This week we will see the January CPI and PPI data. But we will get a second inflation reading in March before the next FOMC meeting. Enjoy the week and have fun at the Philly parade.
U.S. stock prices no longer care about the tariff threats as measured by the VIX...
Prices reacted to the initial shock and awe announcements, but after seeing how quickly the Canadian and Mexican tariffs were set aside and then processing the whole chess board, investors quickly concluded that significant trade wars were unlikely to occur.
One big reason why broad global tariffs will not occur...
J.P. Morgan calculates that a White House tariff proposal to hit Mexico, Canada, China and Europe will hit S&P 500 earnings by 7-8%. This won't happen because it will hurt stock prices, dampen company investments and weigh on future economic growth. That is everything that this White House is against.
According to FactSet, analysts estimate S&P 500 EPS will grow 13.0% to $272 in 2025 and 13.8% to $309 in 2026. So the announced tariffs could have a meaningful impact on earnings. And keep in mind that President Trump has discussed imposing tariffs beyond what’s been announced.
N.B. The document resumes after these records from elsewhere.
//! Sequential batch execution with retry, pause/resume and cancellation.
//!
//! Items are split into batches and handed to a [`BatchProcessor`] one
//! batch at a time. Items a call reports as failed are retried as a smaller
//! batch with exponential backoff until they succeed or the retry budget is
//! spent, at which point they become permanent failures.
//!
//! Pause and cancel are only observed between batches: a batch that has
//! been dispatched, including all of its retries, always runs to the end.

use std::collections::HashSet;
use std::sync::Arc;

use async_trait::async_trait;
use orgimport_core::batching::{
    backoff_delay, partition_batches, BatchImportItem, BatchImportStatus, BatchOutcome,
    ControllerState, ImportErrorEntry, ItemFailure,
};
use tokio::sync::{broadcast, watch};
use tokio_util::sync::CancellationToken;

use crate::config::BatchImportConfig;
use crate::error::PipelineError;
use crate::status::StatusPublisher;

/// Error recorded for items a processor left out of its outcome.
pub const MISSING_RESULT_ERROR: &str = "Processor reported no result for this item";

/// Applies one batch of items against the remote service.
///
/// Returning `Err` means the call as a whole failed; every item in the
/// batch is then treated as failed with that error and retried.
#[async_trait]
pub trait BatchProcessor: Send + Sync {
    async fn process(&self, items: &[BatchImportItem]) -> Result<BatchOutcome, PipelineError>;
}

/// Terminal outcome of a controller run.
#[derive(Debug, Clone)]
pub struct BatchImportResult {
    /// `true` when no item failed permanently.
    pub success: bool,
    pub status: BatchImportStatus,
    /// Ids of every applied item, in the order they succeeded.
    pub succeeded_ids: Vec<String>,
}

impl BatchImportResult {
    pub fn failures(&self) -> &[ImportErrorEntry] {
        &self.status.errors
    }
}

// ---------------------------------------------------------------------------
// Handle
// ---------------------------------------------------------------------------

/// Cloneable remote control for a running controller.
#[derive(Clone)]
pub struct ControllerHandle {
    cancel: CancellationToken,
    paused: Arc<watch::Sender<bool>>,
    latest: watch::Receiver<BatchImportStatus>,
}

impl ControllerHandle {
    /// Stop starting new batches until [`resume`](Self::resume).
    pub fn pause(&self) {
        self.paused.send_replace(true);
    }

    pub fn resume(&self) {
        self.paused.send_replace(false);
    }

    /// Stop after the batch in flight. Cannot be undone.
    pub fn cancel(&self) {
        self.cancel.cancel();
    }

    pub fn is_pause_requested(&self) -> bool {
        *self.paused.borrow()
    }

    pub fn is_cancel_requested(&self) -> bool {
        self.cancel.is_cancelled()
    }

    /// Clone of the latest published snapshot.
    pub fn status(&self) -> BatchImportStatus {
        self.latest.borrow().clone()
    }

    /// Receiver for the latest snapshot. Closed once the run finishes.
    pub fn watch(&self) -> watch::Receiver<BatchImportStatus> {
        self.latest.clone()
    }
}

// ---------------------------------------------------------------------------
// Controller
// ---------------------------------------------------------------------------

pub struct BatchImportController {
    batches: Vec<Vec<BatchImportItem>>,
    processor: Arc<dyn BatchProcessor>,
    config: BatchImportConfig,
    publisher: StatusPublisher,
    cancel: CancellationToken,
    pause_tx: Arc<watch::Sender<bool>>,
    pause_rx: watch::Receiver<bool>,
    succeeded_ids: Vec<String>,
}

impl BatchImportController {
    pub fn new(
        items: Vec<BatchImportItem>,
        processor: Arc<dyn BatchProcessor>,
        config: BatchImportConfig,
    ) -> Result<Self, PipelineError> {
        config.validate()?;

        let total = items.len();
        let batch_size = config.batch_size_for(total);
        let batches = partition_batches(items, batch_size);
        let publisher = StatusPublisher::new(BatchImportStatus::new(total, batches.len()));
        let (pause_tx, pause_rx) = watch::channel(false);

        Ok(Self {
            batches,
            processor,
            config,
            publisher,
            cancel: CancellationToken::new(),
            pause_tx: Arc::new(pause_tx),
            pause_rx,
            succeeded_ids: Vec::new(),
        })
    }

    pub fn handle(&self) -> ControllerHandle {
        ControllerHandle {
            cancel: self.cancel.clone(),
            paused: Arc::clone(&self.pause_tx),
            latest: self.publisher.watch(),
        }
    }

    /// Every snapshot published from now on.
    pub fn subscribe(&self) -> broadcast::Receiver<BatchImportStatus> {
        self.publisher.subscribe()
    }

    pub fn status(&self) -> &BatchImportStatus {
        self.publisher.status()
    }

    /// Process every batch and return the terminal result. Consumes the
    /// controller, so all subscriptions close when this returns.
    pub async fn run(mut self) -> BatchImportResult {
        let total_batches = self.batches.len();
        tracing::info!(
            total = self.publisher.status().total,
            total_batches,
            "Starting batch import",
        );

        self.publisher.start_clock();
        self.publisher.update(|s| s.state = ControllerState::Running);

        let batches = std::mem::take(&mut self.batches);
        for (index, batch) in batches.into_iter().enumerate() {
            if !self.wait_while_paused().await || self.cancel.is_cancelled() {
                break;
            }

            let number = index + 1;
            self.publisher.update(|s| s.current_batch = number);
            tracing::debug!(batch = number, total_batches, size = batch.len(), "Processing batch");

            self.process_batch(batch).await;

            if number < total_batches && !self.config.delay_between_batches.is_zero() {
                tokio::select! {
                    _ = self.cancel.cancelled() => {}
                    _ = tokio::time::sleep(self.config.delay_between_batches) => {}
                }
            }
        }

        self.finish()
    }

    /// Block at a batch boundary while paused. Returns `false` when
    /// cancelled instead of resumed.
    async fn wait_while_paused(&mut self) -> bool {
        if !*self.pause_rx.borrow_and_update() {
            return true;
        }
        if self.cancel.is_cancelled() {
            return false;
        }

        tracing::info!(processed = self.publisher.status().processed, "Batch import paused");
        self.publisher.update(|s| {
            s.state = ControllerState::Paused;
            s.is_paused = true;
        });

        loop {
            tokio::select! {
                _ = self.cancel.cancelled() => {
                    self.publisher.update(|s| s.is_paused = false);
                    return false;
                }
                changed = self.pause_rx.changed() => {
                    if changed.is_err() || !*self.pause_rx.borrow_and_update() {
                        break;
                    }
                }
            }
        }

        tracing::info!("Batch import resumed");
        self.publisher.update(|s| {
            s.state = ControllerState::Running;
            s.is_paused = false;
        });
        true
    }

    /// Run one batch and its retries to completion.
    async fn process_batch(&mut self, batch: Vec<BatchImportItem>) {
        let mut pending = batch;
        let mut attempt: u32 = 1;

        loop {
            let outcome = match self.processor.process(&pending).await {
                Ok(outcome) => reconcile(&pending, outcome),
                Err(e) => {
                    tracing::warn!(
                        attempt,
                        items = pending.len(),
                        error = %e,
                        "Batch processor call failed",
                    );
                    BatchOutcome::all_failed(&pending, &e.to_string())
                }
            };

            let succeeded = outcome.succeeded.len();
            self.succeeded_ids
                .extend(outcome.succeeded.into_iter().map(|item| item.id));

            let exhausted = attempt > self.config.retry_attempts;
            if outcome.failed.is_empty() || exhausted {
                let errors: Vec<ImportErrorEntry> = outcome
                    .failed
                    .into_iter()
                    .map(|f| ImportErrorEntry {
                        item_id: f.item.id,
                        item_type: f.item.item_type,
                        error: f.error,
                        attempts: attempt,
                    })
                    .collect();
                if !errors.is_empty() {
                    tracing::warn!(
                        failed = errors.len(),
                        attempts = attempt,
                        "Items failed permanently",
                    );
                }
                self.publisher.update(|s| {
                    s.succeeded += succeeded;
                    s.failed += errors.len();
                    s.processed = s.succeeded + s.failed;
                    s.retrying = 0;
                    s.errors.extend(errors);
                });
                return;
            }

            let retrying = outcome.failed.len();
            self.publisher.update(|s| {
                s.succeeded += succeeded;
                s.processed = s.succeeded + s.failed;
                s.retrying = retrying;
            });

            let delay = backoff_delay(
                self.config.retry_delay,
                self.config.backoff_multiplier,
                attempt,
                self.config.max_retry_delay,
            );
            tracing::info!(
                attempt,
                retrying,
                delay_ms = delay.as_millis() as u64,
                "Retrying failed items",
            );
            tokio::time::sleep(delay).await;

            pending = outcome.failed.into_iter().map(|f| f.item).collect();
            attempt += 1;
        }
    }

    fn finish(mut self) -> BatchImportResult {
        let cancelled = self.cancel.is_cancelled();
        self.publisher.update(|s| {
            let state = if cancelled && s.processed < s.total {
                ControllerState::Cancelled
            } else if s.succeeded == 0 && s.failed > 0 {
                ControllerState::Failed
            } else {
                ControllerState::Completed
            };
            s.state = state;
            s.retrying = 0;
            s.is_paused = false;
            s.is_cancelled = state == ControllerState::Cancelled;
            s.is_complete = !s.is_cancelled;
        });

        let status = self.publisher.finish();
        tracing::info!(
            state = %status.state,
            succeeded = status.succeeded,
            failed = status.failed,
            elapsed_ms = status.elapsed_ms,
            "Batch import finished",
        );

        BatchImportResult {
            success: status.failed == 0,
            status,
            succeeded_ids: self.succeeded_ids,
        }
    }
}

/// Restrict an outcome to the items that were sent, and fail any sent item
/// the processor did not mention.
fn reconcile(sent: &[BatchImportItem], outcome: BatchOutcome) -> BatchOutcome {
    let sent_ids: HashSet<&str> = sent.iter().map(|i| i.id.as_str()).collect();
    let mut seen: HashSet<String> = HashSet::with_capacity(sent.len());

    let mut reconciled = BatchOutcome::default();
    for item in outcome.succeeded {
        if sent_ids.contains(item.id.as_str()) && seen.insert(item.id.clone()) {
            reconciled.succeeded.push(item);
        }
    }
    for failure in outcome.failed {
        if sent_ids.contains(failure.item.id.as_str()) && seen.insert(failure.item.id.clone()) {
            reconciled.failed.push(failure);
        }
    }
    for item in sent {
        if !seen.contains(&item.id) {
            reconciled.failed.push(ItemFailure {
                item: item.clone(),
                error: MISSING_RESULT_ERROR.to_string(),
            });
        }
    }
    reconciled
}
"We estimate that the current tariffs explicitly mentioned could result in an EPS headwind from first order effects of $7.50, $6.10 and $2.60 from Mexico, Canada and China tariffs, respectively,” JPMorgan’s Dubravko Lakos-Bujas wrote. “If we were to presume that Europe would face a 10% tariff, that would be another $3.60. In short, this could impact up to 2/3 of S&P 500 EPS growth this year from just the currently announced tariffs."
Another big reason is that China extracts 60% of the world's rare earth minerals...
Tungsten is one of those minerals. The U.S. would be at a major technological disadvantage if tungsten, and many other defense/battery/semiconductor component metals disappeared from the marketplace.
The phone has been ringing off the hook for Lewis Black after China imposed export controls on tungsten, a niche metal mined by his firm that’s crucial to weapons manufacturing.
The chief executive officer of North America’s Almonty Industries Inc. said his customers are in a “state of disbelief” following Beijing’s move on Tuesday, one of a suite of measures announced as a riposte to tariffs placed on Chinese goods by the Trump administration.
China accounts for about 80% of the world’s tungsten output, and there are concerns the government could add measures around tungsten scrap that would further constrict its availability. Almonty’s stock in Toronto has soared 41% over the last two days as investors price in scarcer supply of the super-dense material used in armor-piercing munitions, as well for engine parts and chip making.
“It’s the warning shot, because we cannot exist without it,” Black said in a phone interview from his base in New York on Thursday. “Our economy, manufacturing, defense, everything, is so dependent on it. And yet, Russia, China and North Korea have about 90% of the output.”
The other big news last week was that the Treasury let it be known that they are laser focused on the 10-year Treasury yield...
Good to know that there is a high priority on the top borrowing rate anchor. This should tell us also that our leaders are watching inflation and growth closely and will not be rocking the boat.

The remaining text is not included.